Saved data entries
++++
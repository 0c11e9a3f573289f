//! Tests for applying actions to a row store.

use async_trait::async_trait;
use quotedesk_actions::{Action, ActionExecutor, ActionOutcome, ActionRequest};
use quotedesk_core::{Header, Table};
use quotedesk_error::{QuotedeskResult, SheetError, SheetErrorKind};
use quotedesk_interface::RowStore;
use quotedesk_sheets::InMemoryRowStore;

fn quotes() -> InMemoryRowStore {
    InMemoryRowStore::from_values(vec![
        vec!["Name".into(), "Status".into(), "Notes".into()],
        vec!["John Doe".into(), "Pending".into(), "NGI: 422".into()],
        vec!["Ana".into(), "Pending".into()],
        vec!["Ana".into(), "Quoted".into()],
        vec!["Ben".into(), "Sold".into()],
    ])
    .expect("valid header")
}

fn header() -> Header {
    Header::new(vec!["Name".into(), "Status".into(), "Notes".into()]).expect("valid header")
}

fn update(search_value: &str, column: &str, value: &str) -> ActionRequest {
    Action::Update {
        search_col: "Name".into(),
        search_value: search_value.into(),
        column: column.into(),
        value: value.into(),
    }
    .into()
}

fn delete(search_value: &str) -> ActionRequest {
    Action::Delete {
        search_col: "Name".into(),
        search_value: search_value.into(),
    }
    .into()
}

#[tokio::test]
async fn test_match_is_trimmed_and_case_insensitive() {
    let store = quotes();
    let header = header();
    let executor = ActionExecutor::new(&store, &header);

    let outcomes = executor.execute(&[update("  john doe ", "Status", "Sold")]).await;

    assert_eq!(
        outcomes,
        vec![ActionOutcome::Updated {
            row_index: 2,
            column: "Status".into(),
            previous: "Pending".into(),
            value: "Sold".into(),
        }]
    );
    assert_eq!(store.rows().await[0].cell(1), "Sold");
}

#[tokio::test]
async fn test_only_first_match_is_updated() {
    let store = quotes();
    let header = header();
    let executor = ActionExecutor::new(&store, &header);

    executor.execute(&[update("Ana", "Notes", "NGI: 300")]).await;

    let rows = store.rows().await;
    assert_eq!(rows[1].cell(2), "NGI: 300");
    assert_eq!(rows[2].cell(2), "");
}

#[tokio::test]
async fn test_mixed_batch_reports_each_action() {
    let store = quotes();
    let header = header();
    let executor = ActionExecutor::new(&store, &header);

    let outcomes = executor
        .execute(&[
            Action::Add {
                row: vec!["Cleo".into(), "Pending".into()],
            }
            .into(),
            update("Ben", "Carrier", "Progressive"),
            delete("Ben"),
        ])
        .await;

    assert_eq!(outcomes.len(), 3);
    assert!(matches!(outcomes[0], ActionOutcome::Added { .. }));
    assert_eq!(
        outcomes[1],
        ActionOutcome::ColumnNotFound {
            column: "Carrier".into()
        }
    );
    assert_eq!(
        outcomes[2],
        ActionOutcome::Deleted {
            row_index: 5,
            values: vec!["Ben".into(), "Sold".into()],
        }
    );

    let names: Vec<String> = store
        .rows()
        .await
        .iter()
        .map(|row| row.cell(0).to_string())
        .collect();
    assert_eq!(names, ["John Doe", "Ana", "Ana", "Cleo"]);
}

#[tokio::test]
async fn test_sequential_deletes_follow_shifted_rows() {
    let store = quotes();
    let header = header();
    let executor = ActionExecutor::new(&store, &header);

    let outcomes = executor.execute(&[delete("John Doe"), delete("Ben")]).await;

    assert_eq!(
        outcomes,
        vec![
            ActionOutcome::Deleted {
                row_index: 2,
                values: vec!["John Doe".into(), "Pending".into(), "NGI: 422".into()],
            },
            ActionOutcome::Deleted {
                row_index: 4,
                values: vec!["Ben".into(), "Sold".into()],
            },
        ]
    );
    assert_eq!(store.len().await, 2);
}

#[tokio::test]
async fn test_not_found_leaves_rows_unchanged() {
    let store = quotes();
    let header = header();
    let executor = ActionExecutor::new(&store, &header);

    let outcomes = executor
        .execute(&[update("Zed", "Status", "Sold"), delete("Zed")])
        .await;

    for outcome in &outcomes {
        assert_eq!(
            outcome,
            &ActionOutcome::NotFound {
                search_col: "Name".into(),
                search_value: "Zed".into(),
            }
        );
        assert!(!outcome.is_applied());
    }
    assert_eq!(store.len().await, 4);
}

#[tokio::test]
async fn test_unknown_and_malformed_are_reported() {
    let store = quotes();
    let header = header();
    let executor = ActionExecutor::new(&store, &header);

    let outcomes = executor
        .execute(&[
            ActionRequest::Unknown { tag: "merge".into() },
            ActionRequest::Malformed {
                reason: "missing `row`".into(),
            },
        ])
        .await;

    assert_eq!(outcomes[0].to_string(), "Unknown action: 'merge'");
    assert_eq!(outcomes[1].to_string(), "Malformed action: missing `row`");
    assert_eq!(store.len().await, 4);
}

/// Store whose writes always fail.
struct ReadOnlyStore(InMemoryRowStore);

#[async_trait]
impl RowStore for ReadOnlyStore {
    async fn read_all(&self) -> QuotedeskResult<Table> {
        self.0.read_all().await
    }

    async fn append(&self, _values: &[String]) -> QuotedeskResult<()> {
        Err(SheetError::new(SheetErrorKind::Request("connection reset".into())).into())
    }

    async fn update_cell(&self, _row: usize, _col: usize, _value: &str) -> QuotedeskResult<()> {
        Err(SheetError::new(SheetErrorKind::Request("connection reset".into())).into())
    }

    async fn delete_row(&self, row_index: usize) -> QuotedeskResult<()> {
        self.0.delete_row(row_index).await
    }
}

#[tokio::test]
async fn test_store_failure_does_not_stop_batch() {
    let store = ReadOnlyStore(quotes());
    let header = header();
    let executor = ActionExecutor::new(&store, &header);

    let outcomes = executor
        .execute(&[
            Action::Add { row: vec!["Cleo".into()] }.into(),
            update("Ana", "Status", "Sold"),
            delete("Ana"),
        ])
        .await;

    assert!(matches!(&outcomes[0], ActionOutcome::StoreFailed { message } if message.contains("connection reset")));
    assert!(matches!(outcomes[1], ActionOutcome::StoreFailed { .. }));
    assert!(matches!(outcomes[2], ActionOutcome::Deleted { row_index: 3, .. }));
}

#[tokio::test]
async fn test_blank_search_column_is_not_found() {
    let store = InMemoryRowStore::from_values(vec![
        vec!["Name".into(), "".into(), "Notes".into()],
        vec!["Ana".into(), "".into(), "NGI: 300".into()],
    ])
    .expect("valid header");
    let header =
        Header::new(vec!["Name".into(), "".into(), "Notes".into()]).expect("valid header");
    let executor = ActionExecutor::new(&store, &header);

    let request: ActionRequest = Action::Delete {
        search_col: "".into(),
        search_value: "".into(),
    }
    .into();
    let outcomes = executor.execute(&[request]).await;

    assert_eq!(
        outcomes,
        vec![ActionOutcome::ColumnNotFound { column: "".into() }]
    );
    assert_eq!(store.rows().await.len(), 1);
}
++++
TASK INSTRUCTIONS
Exact duplication of all the data above is expected.

SOLUTION FOR THIS PROBLEM
repository 0c11e9a3f573289f
//! Tests for applying actions to a row store.

use async_trait::async_trait;
use quotedesk_actions::{Action, ActionExecutor, ActionOutcome, ActionRequest};
use quotedesk_core::{Header, Table};
use quotedesk_error::{QuotedeskResult, SheetError, SheetErrorKind};
use quotedesk_interface::RowStore;
use quotedesk_sheets::InMemoryRowStore;

fn quotes() -> InMemoryRowStore {
    InMemoryRowStore::from_values(vec![
        vec!["Name".into(), "Status".into(), "Notes".into()],
        vec!["John Doe".into(), "Pending".into(), "NGI: 422".into()],
        vec!["Ana".into(), "Pending".into()],
        vec!["Ana".into(), "Quoted".into()],
        vec!["Ben".into(), "Sold".into()],
    ])
    .expect("valid header")
}

fn header() -> Header {
    Header::new(vec!["Name".into(), "Status".into(), "Notes".into()]).expect("valid header")
}

fn update(search_value: &str, column: &str, value: &str) -> ActionRequest {
    Action::Update {
        search_col: "Name".into(),
        search_value: search_value.into(),
        column: column.into(),
        value: value.into(),
    }
    .into()
}

fn delete(search_value: &str) -> ActionRequest {
    Action::Delete {
        search_col: "Name".into(),
        search_value: search_value.into(),
    }
    .into()
}

#[tokio::test]
async fn test_match_is_trimmed_and_case_insensitive() {
    let store = quotes();
    let header = header();
    let executor = ActionExecutor::new(&store, &header);

    let outcomes = executor.execute(&[update("  john doe ", "Status", "Sold")]).await;

    assert_eq!(
        outcomes,
        vec![ActionOutcome::Updated {
            row_index: 2,
            column: "Status".into(),
            previous: "Pending".into(),
            value: "Sold".into(),
        }]
    );
    assert_eq!(store.rows().await[0].cell(1), "Sold");
}

#[tokio::test]
async fn test_only_first_match_is_updated() {
    let store = quotes();
    let header = header();
    let executor = ActionExecutor::new(&store, &header);

    executor.execute(&[update("Ana", "Notes", "NGI: 300")]).await;

    let rows = store.rows().await;
    assert_eq!(rows[1].cell(2), "NGI: 300");
    assert_eq!(rows[2].cell(2), "");
}

#[tokio::test]
async fn test_mixed_batch_reports_each_action() {
    let store = quotes();
    let header = header();
    let executor = ActionExecutor::new(&store, &header);

    let outcomes = executor
        .execute(&[
            Action::Add {
                row: vec!["Cleo".into(), "Pending".into()],
            }
            .into(),
            update("Ben", "Carrier", "Progressive"),
            delete("Ben"),
        ])
        .await;

    assert_eq!(outcomes.len(), 3);
    assert!(matches!(outcomes[0], ActionOutcome::Added { .. }));
    assert_eq!(
        outcomes[1],
        ActionOutcome::ColumnNotFound {
            column: "Carrier".into()
        }
    );
    assert_eq!(
        outcomes[2],
        ActionOutcome::Deleted {
            row_index: 5,
            values: vec!["Ben".into(), "Sold".into()],
        }
    );

    let names: Vec<String> = store
        .rows()
        .await
        .iter()
        .map(|row| row.cell(0).to_string())
        .collect();
    assert_eq!(names, ["John Doe", "Ana", "Ana", "Cleo"]);
}

#[tokio::test]
async fn test_sequential_deletes_follow_shifted_rows() {
    let store = quotes();
    let header = header();
    let executor = ActionExecutor::new(&store, &header);

    let outcomes = executor.execute(&[delete("John Doe"), delete("Ben")]).await;

    assert_eq!(
        outcomes,
        vec![
            ActionOutcome::Deleted {
                row_index: 2,
                values: vec!["John Doe".into(), "Pending".into(), "NGI: 422".into()],
            },
            ActionOutcome::Deleted {
                row_index: 4,
                values: vec!["Ben".into(), "Sold".into()],
            },
        ]
    );
    assert_eq!(store.len().await, 2);
}

#[tokio::test]
async fn test_not_found_leaves_rows_unchanged() {
    let store = quotes();
    let header = header();
    let executor = ActionExecutor::new(&store, &header);

    let outcomes = executor
        .execute(&[update("Zed", "Status", "Sold"), delete("Zed")])
        .await;

    for outcome in &outcomes {
        assert_eq!(
            outcome,
            &ActionOutcome::NotFound {
                search_col: "Name".into(),
                search_value: "Zed".into(),
            }
        );
        assert!(!outcome.is_applied());
    }
    assert_eq!(store.len().await, 4);
}

#[tokio::test]
async fn test_unknown_and_malformed_are_reported() {
    let store = quotes();
    let header = header();
    let executor = ActionExecutor::new(&store, &header);

    let outcomes = executor
        .execute(&[
            ActionRequest::Unknown { tag: "merge".into() },
            ActionRequest::Malformed {
                reason: "missing `row`".into(),
            },
        ])
        .await;

    assert_eq!(outcomes[0].to_string(), "Unknown action: 'merge'");
    assert_eq!(outcomes[1].to_string(), "Malformed action: missing `row`");
    assert_eq!(store.len().await, 4);
}

/// Store whose writes always fail.
struct ReadOnlyStore(InMemoryRowStore);

#[async_trait]
impl RowStore for ReadOnlyStore {
    async fn read_all(&self) -> QuotedeskResult<Table> {
        self.0.read_all().await
    }

    async fn append(&self, _values: &[String]) -> QuotedeskResult<()> {
        Err(SheetError::new(SheetErrorKind::Request("connection reset".into())).into())
    }

    async fn update_cell(&self, _row: usize, _col: usize, _value: &str) -> QuotedeskResult<()> {
        Err(SheetError::new(SheetErrorKind::Request("connection reset".into())).into())
    }

    async fn delete_row(&self, row_index: usize) -> QuotedeskResult<()> {
        self.0.delete_row(row_index).await
    }
}

#[tokio::test]
async fn test_store_failure_does_not_stop_batch() {
    let store = ReadOnlyStore(quotes());
    let header = header();
    let executor = ActionExecutor::new(&store, &header);

    let outcomes = executor
        .execute(&[
            Action::Add { row: vec!["Cleo".into()] }.into(),
            update("Ana", "Status", "Sold"),
            delete("Ana"),
        ])
        .await;

    assert!(matches!(&outcomes[0], ActionOutcome::StoreFailed { message } if message.contains("connection reset")));
    assert!(matches!(outcomes[1], ActionOutcome::StoreFailed { .. }));
    assert!(matches!(outcomes[2], ActionOutcome::Deleted { row_index: 3, .. }));
}

#[tokio::test]
async fn test_blank_search_column_is_not_found() {
    let store = InMemoryRowStore::from_values(vec![
        vec!["Name".into(), "".into(), "Notes".into()],
        vec!["Ana".into(), "".into(), "NGI: 300".into()],
    ])
    .expect("valid header");
    let header =
        Header::new(vec!["Name".into(), "".into(), "Notes".into()]).expect("valid header");
    let executor = ActionExecutor::new(&store, &header);

    let request: ActionRequest = Action::Delete {
        search_col: "".into(),
        search_value: "".into(),
    }
    .into();
    let outcomes = executor.execute(&[request]).await;

    assert_eq!(
        outcomes,
        vec![ActionOutcome::ColumnNotFound { column: "".into() }]
    );
    assert_eq!(store.rows().await.len(), 1);
}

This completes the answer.